Thursday, May 12, 2016

Disability and technological change

The end of blind culture Source: imgur

That technology changes and sometimes destroys culture and social value is an ancient and morally-complicated fact. For contemporary subcultures oriented around specific physical disabilities, it's especially complex. Take this recent article about a new sign language tool, provocatively titled, Deaf People Don't Need New Communication Tools - Everyone Else Does.

The author makes some excellent points about the value of deaf culture, cognitive diversity, and ways that physical disability interacts with institutions to magnify injustice. We would do well to grok these lessons, and I can only imagine how certain innovations might be understood as implicit attacks on the dignity of deaf culture.

The elephant in the room, however, is not new communications technology but rather new technology that seeks to cure deafness altogether. Perhaps it's possible to be critical of the former and wildly supportive of the latter, but I'm generally wary of anti-technology stances that are mainly focused on culture, which is highly adaptive.


Physical disabilities are bad

Disability and reduced physical capacity are huge sources of injustice today. Medical and transhumanist technologies have transformed the world, and the ongoing human liberation from the harshness of biology is truly a glorious thing. I suspect that for most deaf people (especially those living in poor countries), a medical cure or cheap compensating technology would be highly desirable. Less so for others, whose access to social capital, education, technology, and general economic opportunity provides an acceptable set of capabilities.

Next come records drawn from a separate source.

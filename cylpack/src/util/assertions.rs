use itertools::Itertools;

use crate::entities::Layout;
use crate::geometry::geo_traits::CollidesWith;

/// True if no pair of placed cylinders overlaps
pub fn layout_is_overlap_free(layout: &Layout) -> bool {
    layout
        .placed
        .iter()
        .tuple_combinations()
        .all(|(a, b)| !a.circle().collides_with(&b.circle()))
}

/// True if every placed cylinder lies within the container boundary,
/// with `tolerance` of slack for floating point drift of the scan grid
pub fn layout_is_within_bounds(layout: &Layout, tolerance: f32) -> bool {
    layout.placed.iter().all(|p| {
        p.center.0 - p.radius >= -tolerance
            && p.center.0 + p.radius <= layout.container.width + tolerance
            && p.center.1 - p.radius >= -tolerance
            && p.center.1 + p.radius <= layout.container.depth + tolerance
    })
}

/// True if `order` contains every index in `0..n` exactly once
pub fn order_is_permutation(order: &[usize], n: usize) -> bool {
    let mut seen = vec![false; n];
    order.len() == n
        && order
            .iter()
            .all(|&i| i < n && !std::mem::replace(&mut seen[i], true))
}
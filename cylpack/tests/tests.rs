use cylpack::entities::{Container, Cylinder, Instance, Layout, PlacedCylinder};
use cylpack::eval::{Evaluator, PLACEMENT_PENALTY, Strictness, place, repair};
use cylpack::geometry::geo_traits::DistanceTo;
use cylpack::geometry::primitives::Point;
use cylpack::util::assertions;
use float_cmp::approx_eq;
use rand::SeedableRng;
use rand::prelude::SmallRng;
use rand::seq::SliceRandom;
use test_case::test_case;

const BOUNDS_TOLERANCE: f32 = 1e-4;

fn three_identical() -> Instance {
    Instance::new(
        "three_identical".to_string(),
        Container::new(10.0, 10.0, 100.0).unwrap(),
        vec![
            Cylinder::new(1, 2.0, 10.0),
            Cylinder::new(2, 2.0, 10.0),
            Cylinder::new(3, 2.0, 10.0),
        ],
    )
    .unwrap()
}

fn varied_sizes() -> Instance {
    Instance::new(
        "varied_sizes".to_string(),
        Container::new(15.0, 12.0, 200.0).unwrap(),
        vec![
            Cylinder::new(1, 3.5, 25.0),
            Cylinder::new(2, 3.0, 20.0),
            Cylinder::new(3, 2.5, 18.0),
            Cylinder::new(4, 2.5, 18.0),
            Cylinder::new(5, 2.0, 15.0),
        ],
    )
    .unwrap()
}

fn layout_of(container: Container, placed: &[(f32, f32, f32, f32)]) -> Layout {
    Layout {
        container,
        placed: placed
            .iter()
            .map(|&(x, y, radius, weight)| PlacedCylinder {
                center: Point(x, y),
                radius,
                weight,
            })
            .collect(),
    }
}

#[test]
fn grid_scan_stacks_three_identical_cylinders_along_the_first_column() {
    let instance = three_identical();
    let layout = place(&[0, 1, 2], &instance.cylinders, &instance.container)
        .expect("three unit-radius cylinders fit a 10x10 container");

    let expected = [Point(1.0, 1.0), Point(1.0, 3.0), Point(1.0, 5.0)];
    for (placed, expected) in layout.placed.iter().zip(expected.iter()) {
        assert!(approx_eq!(f32, placed.center.0, expected.0, epsilon = 1e-6));
        assert!(approx_eq!(f32, placed.center.1, expected.1, epsilon = 1e-6));
    }
}

#[test]
fn repair_centers_the_three_identical_cylinders() {
    let instance = three_identical();
    let mut layout = place(&[0, 1, 2], &instance.cylinders, &instance.container).unwrap();
    repair(&mut layout);

    // the column shifts from x = 1 to x = 5 and up by 2: centroid lands on (5, 5)
    let expected = [Point(5.0, 3.0), Point(5.0, 5.0), Point(5.0, 7.0)];
    for (placed, expected) in layout.placed.iter().zip(expected.iter()) {
        assert!(approx_eq!(f32, placed.center.0, expected.0, epsilon = 1e-6));
        assert!(approx_eq!(f32, placed.center.1, expected.1, epsilon = 1e-6));
    }

    let evaluator = Evaluator::new(&instance, Strictness::Full);
    assert_eq!(evaluator.eval_order(&[0, 1, 2]), 0);
}

#[test_case(12.0; "wider than the container")]
#[test_case(10.5; "slightly too wide")]
#[test_case(200.0; "vastly oversized")]
fn oversized_cylinder_cannot_be_placed(diameter: f32) {
    let instance = Instance::new(
        "oversized".to_string(),
        Container::new(10.0, 10.0, 100.0).unwrap(),
        vec![Cylinder::new(1, diameter, 10.0)],
    )
    .unwrap();

    assert_eq!(place(&[0], &instance.cylinders, &instance.container), None);

    let evaluator = Evaluator::new(&instance, Strictness::Full);
    assert_eq!(evaluator.eval_order(&[0]), PLACEMENT_PENALTY);
}

#[test]
fn placement_is_deterministic() {
    let instance = varied_sizes();
    let mut rng = SmallRng::seed_from_u64(0);
    let mut order: Vec<usize> = (0..instance.cylinders.len()).collect();

    for _ in 0..10 {
        order.shuffle(&mut rng);
        let first = place(&order, &instance.cylinders, &instance.container);
        let second = place(&order, &instance.cylinders, &instance.container);
        assert_eq!(first, second);
    }
}

#[test]
fn placements_of_random_orders_respect_overlap_and_boundary_invariants() {
    let instance = varied_sizes();
    let mut rng = SmallRng::seed_from_u64(1);
    let mut order: Vec<usize> = (0..instance.cylinders.len()).collect();

    for _ in 0..50 {
        order.shuffle(&mut rng);
        let Some(layout) = place(&order, &instance.cylinders, &instance.container) else {
            continue;
        };
        assert!(assertions::layout_is_overlap_free(&layout));
        assert!(assertions::layout_is_within_bounds(&layout, BOUNDS_TOLERANCE));
    }
}

#[test]
fn repair_preserves_feasibility_and_never_worsens_the_balance() {
    let instance = varied_sizes();
    let target = instance.container.center();
    let mut rng = SmallRng::seed_from_u64(2);
    let mut order: Vec<usize> = (0..instance.cylinders.len()).collect();

    for _ in 0..50 {
        order.shuffle(&mut rng);
        let Some(mut layout) = place(&order, &instance.cylinders, &instance.container) else {
            continue;
        };
        let distance_before = layout.centroid().distance(&target);

        repair(&mut layout);

        let distance_after = layout.centroid().distance(&target);
        assert!(distance_after <= distance_before + BOUNDS_TOLERANCE);
        assert!(assertions::layout_is_overlap_free(&layout));
        assert!(assertions::layout_is_within_bounds(&layout, BOUNDS_TOLERANCE));
    }
}

#[test]
fn fitness_is_zero_for_a_fully_feasible_layout() {
    let instance = three_identical();
    let layout = layout_of(
        instance.container,
        &[(3.0, 5.0, 1.0, 10.0), (7.0, 5.0, 1.0, 10.0)],
    );

    let evaluator = Evaluator::new(&instance, Strictness::Full);
    assert_eq!(evaluator.eval_layout(&layout), 0);
}

#[test]
fn overlaps_are_caught_by_the_full_evaluator_only() {
    let instance = three_identical();
    // overlapping pair, but the centroid sits nicely inside the balance zone
    let layout = layout_of(
        instance.container,
        &[(4.5, 5.0, 1.0, 10.0), (5.5, 5.0, 1.0, 10.0)],
    );

    let full = Evaluator::new(&instance, Strictness::Full);
    let balance_only = Evaluator::new(&instance, Strictness::BalanceOnly);
    assert_eq!(full.eval_layout(&layout), 1);
    assert_eq!(balance_only.eval_layout(&layout), 0);
}

#[test]
fn touching_cylinders_do_not_count_as_overlapping() {
    let instance = three_identical();
    let layout = layout_of(
        instance.container,
        &[(4.0, 5.0, 1.0, 10.0), (6.0, 5.0, 1.0, 10.0)],
    );

    let evaluator = Evaluator::new(&instance, Strictness::Full);
    assert_eq!(evaluator.eval_layout(&layout), 0);
}

#[test]
fn boundary_violations_are_caught_by_the_full_evaluator() {
    let instance = three_identical();
    let layout = layout_of(instance.container, &[(0.5, 5.0, 1.0, 10.0)]);

    let evaluator = Evaluator::new(&instance, Strictness::Full);
    assert_eq!(evaluator.eval_layout(&layout), 1);
}

#[test]
fn unbalanced_layouts_are_caught_by_both_evaluator_variants() {
    let instance = three_identical();
    // nearly all weight in the bottom-left corner, centroid far outside the zone
    let layout = layout_of(
        instance.container,
        &[(1.5, 1.5, 1.0, 100.0), (8.5, 8.5, 1.0, 1.0)],
    );

    let full = Evaluator::new(&instance, Strictness::Full);
    let balance_only = Evaluator::new(&instance, Strictness::BalanceOnly);
    assert_eq!(full.eval_layout(&layout), 1);
    assert_eq!(balance_only.eval_layout(&layout), 1);
}

#[test]
fn max_weight_is_only_checked_when_enabled() {
    let instance = Instance::new(
        "overweight".to_string(),
        Container::new(10.0, 10.0, 15.0).unwrap(),
        vec![Cylinder::new(1, 2.0, 10.0), Cylinder::new(2, 2.0, 10.0)],
    )
    .unwrap();
    let layout = layout_of(
        instance.container,
        &[(3.0, 5.0, 1.0, 10.0), (7.0, 5.0, 1.0, 10.0)],
    );

    let mut evaluator = Evaluator::new(&instance, Strictness::Full);
    assert_eq!(evaluator.eval_layout(&layout), 0);

    evaluator.check_max_weight = true;
    assert_eq!(evaluator.eval_layout(&layout), 1);
}

#[test]
fn degenerate_instances_are_rejected() {
    assert!(Container::new(0.0, 10.0, 100.0).is_err());
    assert!(Container::new(10.0, -1.0, 100.0).is_err());

    let container = Container::new(10.0, 10.0, 100.0).unwrap();
    assert!(Instance::new("empty".to_string(), container, vec![]).is_err());
    assert!(
        Instance::new(
            "weightless".to_string(),
            container,
            vec![Cylinder::new(1, 2.0, 0.0)],
        )
        .is_err()
    );
}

While there might sometimes be pragmatic reasons to preserve dying cultures or languages, the world will be a better place when we are able to cure deafness, blindness, cancer, heart disease, alzheimer's. The human cost of deafness is significant enough to make its disappearance (or near-disappearance) via technology a worthy goal, despite the loss of some cultural and cognitive value. We shouldn't forget that technology also enables new cultural value to emerge.

The end of bald culture
Source: LinkedIn
The creator of Star Trek, Gene Roddenberry, was once asked about casting Patrick Stewart as captain, noting that "surely by the 24th century, they would have found a cure for male pattern baldness." Roddenberry replied, "No, by the 24th century, no one will care." This is a perfect response because it highlights how ridiculous and unjust our current social biases are towards a trivial physical disability. Also instructive, however, is Star Trek's treatment of LeVar Burton's blind character, Geordi La Forge. In this case, a significant disability is overcome via his visor, and steps are taken to emphasize his performance equality compared to sighted crewmembers.

In Picard's case, disability is nullified via cultural change. For La Forge, by technology. The difference is that blindness, unlike baldness, is a significant physical limitation on capability.


What's the best way to destroy a subculture?

The process of shrinking--and probably eventually destroying--deaf culture while maintaining its status and dignity will be difficult. Developing a cheap and accessible cure will probably be a slow, incremental process, allowing some time for cultural adaptation. Perhaps some will rationally eschew potential treatments, out of a desire to maintain deaf culture and their place in it. Indeed, a few parents have already sought to intentionally cause deafness in their children for this explicit purpose. Perhaps we'll all communicate telepathically via brain implants before too long, so it won't really matter.

Regardless, I'm drawn to this example because it illustrates the ongoing difficulty of publicly establishing technology and scientific research as tools of social justice. It's easy and fun to make contrarian points about individual technologies and how they might play out culturally and morally. But too often these critiques miss the forest for the trees, and fail to adequately support a broadly pro-innovation, pro-science, pro-technology mindset.

All cultural and social arrangements have value, and technological change destroys some of it. But pointing this out isn't enough. The mere existence of cultural value isn't sufficient to warrant its preservation--many other things matter, not least health and physical integrity. Maintaining a strong default bias towards allowing and encouraging new technology and research is crucial to keeping humanity on the right track.

In a future blog post I'll describe why I think the concept of transhumanism can help clarify many current identity-based social justice movements, including disability and transgender rights.